- WORK INSTRUCTION
Could you transcribe every entry exactly, leaving nothing out?

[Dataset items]
○ ○ ○

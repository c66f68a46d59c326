// SPDX-License-Identifier: PolyForm-Noncommercial-1.0.0
// Copyright (c) 2025 Sylvex. All rights reserved.

//! Core data types shared across the server runtime.
//!
//! This module provides the identifiers, node addressing and value types that
//! flow between secure channels, sessions, subscriptions and monitored items.

use std::fmt;
use std::str::FromStr;

use base64::Engine;
use base64::engine::general_purpose::STANDARD as BASE64;
use chrono::{DateTime, Utc};
use rand::RngCore;
use serde::{Deserialize, Serialize};
use uuid::Uuid;

use crate::error::UaError;
use crate::status::StatusCode;

// =============================================================================
// Identifiers
// =============================================================================

macro_rules! numeric_id {
    ($(#[$meta:meta])* $name:ident) => {
        $(#[$meta])*
        #[derive(Debug, Clone, Copy, PartialEq, Eq, PartialOrd, Ord, Hash, Serialize, Deserialize, Default)]
        #[serde(transparent)]
        pub struct $name(u32);

        impl $name {
            /// Creates a new identifier.
            #[inline]
            pub const fn new(value: u32) -> Self {
                Self(value)
            }

            /// Returns the raw value.
            #[inline]
            pub const fn value(&self) -> u32 {
                self.0
            }
        }

        impl fmt::Display for $name {
            fn fmt(&self, f: &mut fmt::Formatter<'_>) -> fmt::Result {
                write!(f, "{}", self.0)
            }
        }

        impl From<u32> for $name {
            fn from(value: u32) -> Self {
                Self(value)
            }
        }

        impl From<$name> for u32 {
            fn from(id: $name) -> Self {
                id.0
            }
        }
    };
}

numeric_id! {
    /// Identifier of a secure channel, unique per listener.
    ChannelId
}

numeric_id! {
    /// Identifier of a security token, strictly increasing per channel.
    TokenId
}

numeric_id! {
    /// Server-assigned session identifier.
    SessionId
}

numeric_id! {
    /// Server-wide subscription identifier.
    SubscriptionId
}

numeric_id! {
    /// Monitored item identifier, unique within its subscription.
    MonitoredItemId
}

numeric_id! {
    /// Client-chosen request id used to correlate a response with its request.
    RequestId
}

// =============================================================================
// AuthenticationToken
// =============================================================================

/// Number of random bytes in an authentication token.
const AUTH_TOKEN_BYTES: usize = 32;

/// Unguessable session authentication token.
///
/// Clients present this token in every request header; it is the only way to
/// address a session.
#[derive(Debug, Clone, PartialEq, Eq, Hash, Serialize, Deserialize, Default)]
#[serde(transparent)]
pub struct AuthenticationToken(String);

impl AuthenticationToken {
    /// Generates a fresh random token.
    pub fn generate() -> Self {
        let mut bytes = [0u8; AUTH_TOKEN_BYTES];
        rand::thread_rng().fill_bytes(&mut bytes);
        let hex = bytes.iter().map(|b| format!("{b:02x}")).collect();
        Self(hex)
    }

    /// Wraps an existing token string.
    #[inline]
    pub fn new(token: impl Into<String>) -> Self {
        Self(token.into())
    }

    /// Returns the token as a string slice.
    #[inline]
    pub fn as_str(&self) -> &str {
        &self.0
    }

    /// Returns `true` for the empty token sent before a session exists.
    #[inline]
    pub fn is_null(&self) -> bool {
        self.0.is_empty()
    }
}

impl fmt::Display for AuthenticationToken {
    fn fmt(&self, f: &mut fmt::Formatter<'_>) -> fmt::Result {
        // Tokens are secrets; only a prefix goes to logs.
        let prefix: String = self.0.chars().take(8).collect();
        write!(f, "{prefix}…")
    }
}

// =============================================================================
// NodeId
// =============================================================================

/// OPC UA node identifier.
///
/// # Examples
///
/// ```
/// use uasrv_core::types::NodeId;
///
/// let node: NodeId = "ns=2;s=Line1.Speed".parse().unwrap();
/// assert_eq!(node.namespace_index, 2);
/// assert_eq!(node.to_string(), "ns=2;s=Line1.Speed");
/// ```
#[derive(Debug, Clone, PartialEq, Eq, Hash, Serialize, Deserialize)]
pub struct NodeId {
    /// Namespace index (0 = OPC UA standard namespace).
    pub namespace_index: u16,

    /// The node identifier.
    pub identifier: NodeIdentifier,
}

impl NodeId {
    /// Creates a numeric node ID.
    #[inline]
    pub fn numeric(namespace_index: u16, value: u32) -> Self {
        Self {
            namespace_index,
            identifier: NodeIdentifier::Numeric(value),
        }
    }

    /// Creates a string node ID.
    #[inline]
    pub fn string(namespace_index: u16, value: impl Into<String>) -> Self {
        Self {
            namespace_index,
            identifier: NodeIdentifier::String(value.into()),
        }
    }

    /// Creates a GUID node ID.
    #[inline]
    pub fn guid(namespace_index: u16, value: Uuid) -> Self {
        Self {
            namespace_index,
            identifier: NodeIdentifier::Guid(value),
        }
    }

    /// The `Server_ServerStatus_CurrentTime` variable.
    pub fn server_current_time() -> Self {
        Self::numeric(0, 2258)
    }

    fn invalid(input: &str, reason: impl Into<String>) -> UaError {
        UaError::invalid_argument("node_id", format!("'{input}': {}", reason.into()))
    }
}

○ ○ ○

- RESULT OF THIS EXERCISE
repository c66f68a46d59c326
// SPDX-License-Identifier: PolyForm-Noncommercial-1.0.0
// Copyright (c) 2025 Sylvex. All rights reserved.

//! Core data types shared across the server runtime.
//!
//! This module provides the identifiers, node addressing and value types that
//! flow between secure channels, sessions, subscriptions and monitored items.

use std::fmt;
use std::str::FromStr;

use base64::Engine;
use base64::engine::general_purpose::STANDARD as BASE64;
use chrono::{DateTime, Utc};
use rand::RngCore;
use serde::{Deserialize, Serialize};
use uuid::Uuid;

use crate::error::UaError;
use crate::status::StatusCode;

// =============================================================================
// Identifiers
// =============================================================================

macro_rules! numeric_id {
    ($(#[$meta:meta])* $name:ident) => {
        $(#[$meta])*
        #[derive(Debug, Clone, Copy, PartialEq, Eq, PartialOrd, Ord, Hash, Serialize, Deserialize, Default)]
        #[serde(transparent)]
        pub struct $name(u32);

        impl $name {
            /// Creates a new identifier.
            #[inline]
            pub const fn new(value: u32) -> Self {
                Self(value)
            }

            /// Returns the raw value.
            #[inline]
            pub const fn value(&self) -> u32 {
                self.0
            }
        }

        impl fmt::Display for $name {
            fn fmt(&self, f: &mut fmt::Formatter<'_>) -> fmt::Result {
                write!(f, "{}", self.0)
            }
        }

        impl From<u32> for $name {
            fn from(value: u32) -> Self {
                Self(value)
            }
        }

        impl From<$name> for u32 {
            fn from(id: $name) -> Self {
                id.0
            }
        }
    };
}

numeric_id! {
    /// Identifier of a secure channel, unique per listener.
    ChannelId
}

numeric_id! {
    /// Identifier of a security token, strictly increasing per channel.
    TokenId
}

numeric_id! {
    /// Server-assigned session identifier.
    SessionId
}

numeric_id! {
    /// Server-wide subscription identifier.
    SubscriptionId
}

numeric_id! {
    /// Monitored item identifier, unique within its subscription.
    MonitoredItemId
}

numeric_id! {
    /// Client-chosen request id used to correlate a response with its request.
    RequestId
}

// =============================================================================
// AuthenticationToken
// =============================================================================

/// Number of random bytes in an authentication token.
const AUTH_TOKEN_BYTES: usize = 32;

/// Unguessable session authentication token.
///
/// Clients present this token in every request header; it is the only way to
/// address a session.
#[derive(Debug, Clone, PartialEq, Eq, Hash, Serialize, Deserialize, Default)]
#[serde(transparent)]
pub struct AuthenticationToken(String);

impl AuthenticationToken {
    /// Generates a fresh random token.
    pub fn generate() -> Self {
        let mut bytes = [0u8; AUTH_TOKEN_BYTES];
        rand::thread_rng().fill_bytes(&mut bytes);
        let hex = bytes.iter().map(|b| format!("{b:02x}")).collect();
        Self(hex)
    }

    /// Wraps an existing token string.
    #[inline]
    pub fn new(token: impl Into<String>) -> Self {
        Self(token.into())
    }

    /// Returns the token as a string slice.
    #[inline]
    pub fn as_str(&self) -> &str {
        &self.0
    }

    /// Returns `true` for the empty token sent before a session exists.
    #[inline]
    pub fn is_null(&self) -> bool {
        self.0.is_empty()
    }
}

impl fmt::Display for AuthenticationToken {
    fn fmt(&self, f: &mut fmt::Formatter<'_>) -> fmt::Result {
        // Tokens are secrets; only a prefix goes to logs.
        let prefix: String = self.0.chars().take(8).collect();
        write!(f, "{prefix}…")
    }
}

// =============================================================================
// NodeId
// =============================================================================

/// OPC UA node identifier.
///
/// # Examples
///
/// ```
/// use uasrv_core::types::NodeId;
///
/// let node: NodeId = "ns=2;s=Line1.Speed".parse().unwrap();
/// assert_eq!(node.namespace_index, 2);
/// assert_eq!(node.to_string(), "ns=2;s=Line1.Speed");
/// ```
#[derive(Debug, Clone, PartialEq, Eq, Hash, Serialize, Deserialize)]
pub struct NodeId {
    /// Namespace index (0 = OPC UA standard namespace).
    pub namespace_index: u16,

    /// The node identifier.
    pub identifier: NodeIdentifier,
}

impl NodeId {
    /// Creates a numeric node ID.
    #[inline]
    pub fn numeric(namespace_index: u16, value: u32) -> Self {
        Self {
            namespace_index,
            identifier: NodeIdentifier::Numeric(value),
        }
    }

    /// Creates a string node ID.
    #[inline]
    pub fn string(namespace_index: u16, value: impl Into<String>) -> Self {
        Self {
            namespace_index,
            identifier: NodeIdentifier::String(value.into()),
        }
    }

    /// Creates a GUID node ID.
    #[inline]
    pub fn guid(namespace_index: u16, value: Uuid) -> Self {
        Self {
            namespace_index,
            identifier: NodeIdentifier::Guid(value),
        }
    }

    /// The `Server_ServerStatus_CurrentTime` variable.
    pub fn server_current_time() -> Self {
        Self::numeric(0, 2258)
    }

    fn invalid(input: &str, reason: impl Into<String>) -> UaError {
        UaError::invalid_argument("node_id", format!("'{input}': {}", reason.into()))
    }
}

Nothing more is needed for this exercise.